Thousands of shoppers flocked there during the festive season, and, this year, more than 3,000 people had arrived early to snap up post-Christmas bargains in stores.
However, the hustle and bustle of busy shoppers was soon disrupted by deafening bangs.
But, at just after 10am, it wasn’t early New Year’s Eve fireworks. A gunman had entered the Prisma supermarket at the mall and opened fire.
Innocent people were targeted. Two were shot on the store’s first floor, and two more on the second.
The sound of piercing screams and gunshots echoed through the shopping mall. Terrified shoppers fled in every direction in an attempt to save themselves. But the killer, it seemed, was on a mission…
After killing the four victims, the gunman vanished, and a manhunt began…
Later that day, it emerged that the four shoppers hadn’t been the only victims.
A woman had been found dead in her apartment on the outskirts of the city.
Investigators believed she’d been the killer’s main target. Her ex-boyfriend Ibrahim Shkupolli, 43, was the man police were after, and they began their search.

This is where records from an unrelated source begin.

use std::env;
use std::time::Duration;
use log::{info, warn};

use crate::error::RelayError;

// Server Configuration
pub const DEFAULT_BIND_ADDRESS: &str = "0.0.0.0:3000";
pub const DEFAULT_API_BIND_ADDRESS: &str = "0.0.0.0:3001";
pub const VIEWER_PATH: &str = "/stream";
pub const STATS_INTERVAL_SECS: u64 = 60;

// Upstream Configuration
pub const DEFAULT_UPSTREAM_URL: &str = "wss://ws.finnhub.io";
pub const DEFAULT_RECONNECT_DELAY_SECS: u64 = 2;

// Channel Configuration
pub const DEFAULT_VIEWER_QUEUE_SIZE: usize = 100;
pub const EVENT_CHANNEL_SIZE: usize = 1024;

pub struct Config {
    pub bind_address: String,
    pub api_bind_address: String,
    pub upstream_url: String,
    pub feed_token: Option<String>,
    pub reconnect_delay_secs: u64,
    pub viewer_queue_size: usize,
    pub log_level: String,
}

impl Default for Config {
    fn default() -> Self {
        Self {
            bind_address: DEFAULT_BIND_ADDRESS.to_string(),
            api_bind_address: DEFAULT_API_BIND_ADDRESS.to_string(),
            upstream_url: DEFAULT_UPSTREAM_URL.to_string(),
            feed_token: None,
            reconnect_delay_secs: DEFAULT_RECONNECT_DELAY_SECS,
            viewer_queue_size: DEFAULT_VIEWER_QUEUE_SIZE,
            log_level: "info".to_string(),
        }
    }
}

impl Config {
    pub fn from_env() -> Self {
        let defaults = Self::default();
        Self {
            bind_address: env::var("BIND_ADDRESS")
                .unwrap_or(defaults.bind_address),
            api_bind_address: env::var("API_BIND_ADDRESS")
                .unwrap_or(defaults.api_bind_address),
            upstream_url: env::var("UPSTREAM_URL")
                .unwrap_or(defaults.upstream_url),
            feed_token: env::var("FINNHUB_TOKEN")
                .ok()
                .filter(|token| !token.trim().is_empty()),
            reconnect_delay_secs: parse_env("RECONNECT_DELAY_SECS", defaults.reconnect_delay_secs),
            viewer_queue_size: parse_env("VIEWER_QUEUE_SIZE", defaults.viewer_queue_size),
            log_level: env::var("RUST_LOG")
                .unwrap_or(defaults.log_level),
        }
    }

    pub fn validate(&self) -> Result<(), RelayError> {
        if self.feed_token.is_none() {
            return Err(RelayError::Config("Missing FINNHUB_TOKEN".to_string()));
        }

        if !(self.upstream_url.starts_with("ws://") || self.upstream_url.starts_with("wss://")) {
            return Err(RelayError::Config(format!(
                "Upstream URL must use ws:// or wss://: {}",
                self.upstream_url
            )));
        }

        if self.viewer_queue_size == 0 {
            return Err(RelayError::Config("VIEWER_QUEUE_SIZE must be greater than zero".to_string()));
        }

        if self.reconnect_delay_secs == 0 {
            warn!("Reconnect delay is zero - upstream reconnects will be immediate");
        }

        Ok(())
    }

    /// Upstream URL with the feed token attached as a query parameter.
    pub fn feed_url(&self) -> String {
        let token = self.feed_token.as_deref().unwrap_or_default();
        let separator = if self.upstream_url.contains('?') { '&' } else { '?' };
        format!("{}{}token={}", self.upstream_url, separator, token)
    }

    pub fn reconnect_delay(&self) -> Duration {
        Duration::from_secs(self.reconnect_delay_secs)
    }

    pub fn log_config(&self) {
        let masked_token = match &self.feed_token {
            Some(token) => format!("{}***", token.chars().take(4).collect::<String>()),
            None => "<unset>".to_string(),
        };
        info!("Relay Configuration:");
        info!("  Viewer Bind Address: {}{}", self.bind_address, VIEWER_PATH);
        info!("  API Bind Address: {}", self.api_bind_address);
        info!("  Upstream URL: {}", self.upstream_url);
        info!("  Feed Token: {}", masked_token);
        info!("  Reconnect Delay: {}s", self.reconnect_delay_secs);
        info!("  Viewer Queue Size: {}", self.viewer_queue_size);
        info!("  Log Level: {}", self.log_level);
    }
}

fn parse_env<T: std::str::FromStr>(key: &str, default: T) -> T {
    match env::var(key) {
        Ok(raw) => raw.trim().parse().unwrap_or_else(|_| {
            warn!("{} has invalid value '{}', using default", key, raw);
            default
        }),
        Err(_) => default,
    }
}

#[cfg(test)]
mod tests {
    use super::*;

    fn config_with_token() -> Config {
        Config {
            feed_token: Some("abcd1234".to_string()),
            ..Config::default()
        }
    }

    #[test]
    fn test_config_from_env() {
        let config = Config::from_env();
        assert!(!config.bind_address.is_empty());
        assert!(!config.api_bind_address.is_empty());
        assert!(!config.upstream_url.is_empty());
    }

    #[test]
    fn test_missing_token_is_rejected() {
        let config = Config::default();
        let err = config.validate().unwrap_err();
        assert!(err.to_string().contains("FINNHUB_TOKEN"));
    }

    #[test]
    fn test_config_validation() {
        let mut config = config_with_token();
        assert!(config.validate().is_ok());

        config.upstream_url = "https://ws.finnhub.io".to_string();
        assert!(config.validate().is_err());

        config.upstream_url = DEFAULT_UPSTREAM_URL.to_string();
        config.viewer_queue_size = 0;
        assert!(config.validate().is_err());
    }

    #[test]
    fn test_feed_url_appends_token() {
        let mut config = config_with_token();
        assert_eq!(config.feed_url(), "wss://ws.finnhub.io?token=abcd1234");

        config.upstream_url = "ws://localhost:9000/feed?format=json".to_string();
        assert_eq!(config.feed_url(), "ws://localhost:9000/feed?format=json&token=abcd1234");
    }

    #[test]
    fn test_default_reconnect_delay() {
        assert_eq!(Config::default().reconnect_delay(), Duration::from_secs(2));
    }
}
pub mod handler;

pub use handler::ViewerHandler;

Shortly after, he was found dead at his flat. He’d shot himself in a room that was empty except for a mattress and a framed photo of his ex-girlfriend.
When the bells rang in the New Year that night, the people of Espoo were in no mood to celebrate. Instead, the town mourned their dead.
But who was the gunman and what had turned him into a mass murderer?
Born in Kosovo, Shkupolli reportedly worked as a grocer before moving to Finland in 1990. It was alleged he applied for Finnish citizenship, but it was denied due to his criminal past.
In time, Shkupolli started working for a warehousing company that delivered to the Prisma supermarket chain.
It’s believed that’s where he met his girlfriend.
However, Shkupolli’s relationship was anything but straightforward. After meeting his girlfriend, he reportedly married an Albanian, and went on to have three children with her.
But Shkupolli still maintained a relationship with his girlfriend for 18 years. Theirs was a turbulent one, though, and it’s not known if Shkupolli’s wife knew about his long-running affair.
Over the years, he also had numerous run-ins with the police. In 2003 and 2007, he was fined for illegal possession of handguns.
He also had convictions for bodily harm, as well as assault.
It’s believed that Shkupolli and his girlfriend split up for good in 2008. But things didn’t end well. It was reported Shkupolli stalked his ex and bombarded her with calls.
Concerned, his girlfriend went to the police to complain about his behaviour and the numerous threats he’d made, including one to kill her.
Eventually, a court imposed a restraining order preventing him from approaching her or going to her place of work.
But the obsessed Shkupolli seemed unable to accept the relationship was over. He’d had things go his way for 18 years, he wasn’t going to let her walk away that easily.
It’s believed that his ex had started a new relationship with a colleague at the Prisma store.
Police believed Shkupolli found out and was bitterly jealous. He wanted revenge.
So had his anger reached boiling point when he picked up his gun and headed to the shopping centre?
It’s believed he went to his ex’s apartment first that day and murdered her. But his killing spree had only just begun.
Shkupolli then made his way to Prisma at the Sello Mall, where a man, said to be the woman’s new lover, was shot twice in the head by Shkupolli.
His other three victims were all workers at Prisma, too. Police couldn’t be sure if they were killed at random or if Shkupolli had a motive for hunting them down and killing them, too.
‘The fact all victims were employees of the same Prisma store seems to indicate that we’re not dealing with a coincidence,’ an investigator told the Press.
Yet many believe the victims were just in the wrong place at the wrong time.
Nobody will ever know the truth. In killing himself, Shkupolli took those answers to the grave.